Si stenta a comprendere che con l’autismo siamo davanti a un disturbo onnicomprensivo, totalmente invalidante, la cui eziopatogenesi [cause e sviluppo, N.d.R.] resta oscura. Esiste una lunga serie di fenotipi [caratteristiche osservabili, N.d.R.], ma la verità è che non possediamo la chiave di lettura e la comprensione di come intervengano i fattori genetici e ambientali.
Già alla fine del secondo anno di età è oggi possibile formulare una prima diagnosi. È così, generalmente, che i genitori, dopo un comprensibile momento di incredulità, prendono lentamente coscienza che il loro bellissimo bambino è affetto da un disturbo cerebrale complesso che condiziona e altera profondamente la corretta utilizzazione delle informazioni che giungono al sistema sensoriale, inteso nella sua globalità.
È quello il momento in cui inizia un durissimo calvario, è la vita normale che salta e non ci sono contropartite. Saltano i ritmi sonno-veglia, gli incontri con gli amici, la vita sociale si riduce fino ad azzerarsi completamente. Diventano lussi non solo le vacanze, ma anche i pochi momenti di respiro e perfino le malattie.
Ben presto nella vita delle famiglie irrompono neuropsichiatri infantili e psicologi, logopedisti e psicomotricisti. In compenso, non di rado, tardano ad avviarsi quegli interventi di tipo cognitivo-comportamentale, raccomandati dalla comunità scientifica internazionale, che produrrebbero risultati tanto più significativi se iniziati in modo intensivo e precoce.
E tuttavia, caro Sergio, lo snodo più drammatico è quello che coincide con la fine della scuola e il compimento della maggiore età. La ragione principale di ciò risiede nel fatto che a 18 anni la psichiatria italiana – può sembrare incredibile ma è così – non riconosce più la diagnosi di autismo. In altre parole, i nostri figli, con la maggiore età, perdono l’etichetta che li aveva contraddistinti fino a quel momento e passano sotto la categoria generica di “handicap mentale grave”, con ciò che ne consegue. Non sono più autistici, diventano “psicotici”, “schizofrenici”, “epilettici” o altro ancora…
Una tale deprecabile situazione pone gravissimi problemi, non solo (e non tanto) dal punto di vista statistico, perché non consente di conoscere con esattezza la reale dimensione del numero di autistici che vivono in Italia (ciò che non rende approntabili le risposte dovute), ma soprattutto perché impedisce ai genitori di richiedere quei provvedimenti di cui i loro figli continuano purtroppo ad aver bisogno, essendo in realtà lo spettro autistico – come ampiamente acclarato – un disturbo long life, destinato cioè a durare per l’intero arco della vita.
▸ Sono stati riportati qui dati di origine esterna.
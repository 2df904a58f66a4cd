//! Textual operand sets used to state what a trie accepts in disassembler terms.
//!
//! An [`Operands`] value is either a whole instruction (`("vaddpd", "0x0(%r15,%r11,8)",
//! "%ymm3", "%ymm2")` plus its restricted register requirements) or a fragment of one while a
//! set of expected instructions is being assembled with [`ops_prod`].

use std::collections::BTreeSet;
use std::fmt;

use dfatrie_types::{Bitness, Gpr};
use serde::Serialize;

use crate::error::{ProofError, Result};

#[derive(Debug, Clone, Default, PartialEq, Eq, Hash, PartialOrd, Ord, Serialize)]
pub struct Operands {
    pub disasms: Vec<String>,
    /// Register that must already be restricted before the instruction runs.
    pub input_rr: Option<Gpr>,
    /// Register the instruction leaves restricted.
    pub output_rr: Option<Gpr>,
}

impl Operands {
    pub fn new<I, S>(disasms: I) -> Self
    where
        I: IntoIterator<Item = S>,
        S: Into<String>,
    {
        Self {
            disasms: disasms.into_iter().map(Into::into).collect(),
            input_rr: None,
            output_rr: None,
        }
    }

    pub fn with_input_rr(mut self, input_rr: Option<Gpr>) -> Self {
        self.input_rr = input_rr;
        self
    }

    pub fn with_output_rr(mut self, output_rr: Option<Gpr>) -> Self {
        self.output_rr = output_rr;
        self
    }
}

impl fmt::Display for Operands {
    fn fmt(&self, f: &mut fmt::Formatter<'_>) -> fmt::Result {
        f.write_str(&self.disasms.join(" "))?;
        if let Some(reg) = self.input_rr {
            write!(f, " [input_rr={reg}]")?;
        }
        if let Some(reg) = self.output_rr {
            write!(f, " [output_rr={reg}]")?;
        }
        Ok(())
    }
}

/// Concatenates two fragments. At most one side may carry each kind of restricted register.
pub fn merge_operands(a: &Operands, b: &Operands) -> Result<Operands> {
    if let (Some(left), Some(right)) = (a.input_rr, b.input_rr) {
        return Err(ProofError::DuplicateInputRr { left, right });
    }
    if let (Some(left), Some(right)) = (a.output_rr, b.output_rr) {
        return Err(ProofError::DuplicateOutputRr { left, right });
    }
    let mut disasms = Vec::with_capacity(a.disasms.len() + b.disasms.len());
    disasms.extend_from_slice(&a.disasms);
    disasms.extend_from_slice(&b.disasms);
    Ok(Operands {
        disasms,
        input_rr: a.input_rr.or(b.input_rr),
        output_rr: a.output_rr.or(b.output_rr),
    })
}

fn vector_operands(prefix: &str, bitness: Bitness) -> BTreeSet<Operands> {
    (0..bitness.vector_registers())
        .map(|i| Operands::new([format!("%{prefix}{i}")]))
        .collect()
}

pub fn all_xmm_operands(bitness: Bitness) -> BTreeSet<Operands> {
    vector_operands("xmm", bitness)
}

pub fn all_ymm_operands(bitness: Bitness) -> BTreeSet<Operands> {
    vector_operands("ymm", bitness)
}

/// Every way `disp`, `base`, `index` and `scale` can be spelled as one memory operand.
///
/// Forms are returned in this order, filtered by what the mode can encode: base only,
/// displacement only, base + index * scale, displacement + index * scale, displacement + base,
/// and the full form. In x86-64 the base is mandatory, `%rip` only combines with a
/// displacement, and every form that uses a real index register requires it as `input_rr`.
pub fn memory_operands_template(
    disp: &str,
    base: &str,
    index: &str,
    scale: u8,
    bitness: Bitness,
) -> Result<Vec<Operands>> {
    // %riz always reads as zero, so it never needs restricting.
    let input_rr = match bitness {
        Bitness::X86_64 if index != "%riz" => Some(
            index
                .parse::<Gpr>()
                .map_err(|_| ProofError::UnknownRegister(index.to_string()))?,
        ),
        _ => None,
    };

    // No scale-1 SIB form exists with a zero index and %esp/%rsp base.
    if matches!(base, "%esp" | "%rsp") && matches!(index, "%eiz" | "%riz") && scale == 1 {
        return Ok(Vec::new());
    }

    let disp_plus_base = Operands::new([format!("{disp}({base})")]);
    if base == "%rip" {
        return Ok(match bitness {
            Bitness::X86_64 => vec![disp_plus_base],
            Bitness::X86_32 => Vec::new(),
        });
    }

    // %ebp/%rbp as a base always needs a displacement.
    let frame_base = matches!(base, "%ebp" | "%rbp");
    let base_only = (!frame_base).then(|| Operands::new([format!("({base})")]));
    let base_plus_index = (!frame_base).then(|| {
        Operands::new([format!("({base},{index},{scale})")]).with_input_rr(input_rr)
    });
    let disp_only = Operands::new([disp]);
    let disp_plus_index =
        Operands::new([format!("{disp}(,{index},{scale})")]).with_input_rr(input_rr);
    let full = Operands::new([format!("{disp}({base},{index},{scale})")]).with_input_rr(input_rr);

    let mut forms = Vec::with_capacity(6);
    match bitness {
        Bitness::X86_32 => {
            forms.extend(base_only);
            forms.push(disp_only);
            forms.extend(base_plus_index);
            forms.push(disp_plus_index);
            forms.push(disp_plus_base);
            forms.push(full);
        }
        Bitness::X86_64 => {
            forms.extend(base_only);
            forms.push(disp_plus_base);
            forms.extend(base_plus_index);
            forms.push(full);
        }
    }
    Ok(forms)
}

const DISPLACEMENTS: [&str; 1] = ["0x0"];
const SCALES: [u8; 4] = [1, 2, 4, 8];

const BASES_32: [&str; 8] = [
    "%eax", "%ebp", "%ebx", "%ecx", "%edi", "%edx", "%esi", "%esp",
];
const INDEXES_32: [&str; 8] = [
    "%eax", "%ebp", "%ebx", "%ecx", "%edi", "%edx", "%esi", "%eiz",
];

const BASES_64: [&str; 4] = ["%rsp", "%rbp", "%r15", "%rip"];
const INDEXES_64: [&str; 15] = [
    "%rax", "%rbx", "%rcx", "%rdi", "%rdx", "%rsi", "%r8", "%r9", "%r10", "%r11", "%r12",
    "%r13", "%r14", "%r15", "%riz",
];

/// Every memory operand the sandbox permits, one [`Operands`] each.
pub fn all_memory_operands(bitness: Bitness) -> Result<BTreeSet<Operands>> {
    let (bases, indexes): (&[&str], &[&str]) = match bitness {
        Bitness::X86_32 => (&BASES_32, &INDEXES_32),
        Bitness::X86_64 => (&BASES_64, &INDEXES_64),
    };
    let mut result = BTreeSet::new();
    for disp in DISPLACEMENTS {
        for base in bases {
            for index in indexes {
                for scale in SCALES {
                    result.extend(memory_operands_template(disp, base, index, scale, bitness)?);
                }
            }
        }
    }
    Ok(result)
}

/// Cross product of operand pools, each combination concatenated with [`merge_operands`].
///
/// With no pools the result is the single empty [`Operands`].
pub fn ops_prod<'a, I, P>(pools: I) -> Result<BTreeSet<Operands>>
where
    I: IntoIterator<Item = P>,
    P: IntoIterator<Item = &'a Operands>,
{
    let mut result = BTreeSet::from([Operands::default()]);
    for pool in pools {
        let pool: Vec<&Operands> = pool.into_iter().collect();
        let mut next = BTreeSet::new();
        for prefix in &result {
            for ops in &pool {
                next.insert(merge_operands(prefix, ops)?);
            }
        }
        result = next;
    }
    Ok(result)
}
Si capisce, allora, che se è giusto dire che l’autismo spiazza chiunque, questa affermazione è ancora più vera al raggiungimento della maggiore età, quando la mancanza di interventi specifici continuativi si ripercuote pesantemente sia sulle famiglie sia sui soggetti autistici, che rischiano di perdere abilità e competenze faticosamente acquisite e di subire pesanti trattamenti farmacologici, forniti in alternativa ai metodi riabilitativi, costretti in molti casi a ricorrere alla permanenza in strutture semiresidenziali e residenziali, spesso inadeguate.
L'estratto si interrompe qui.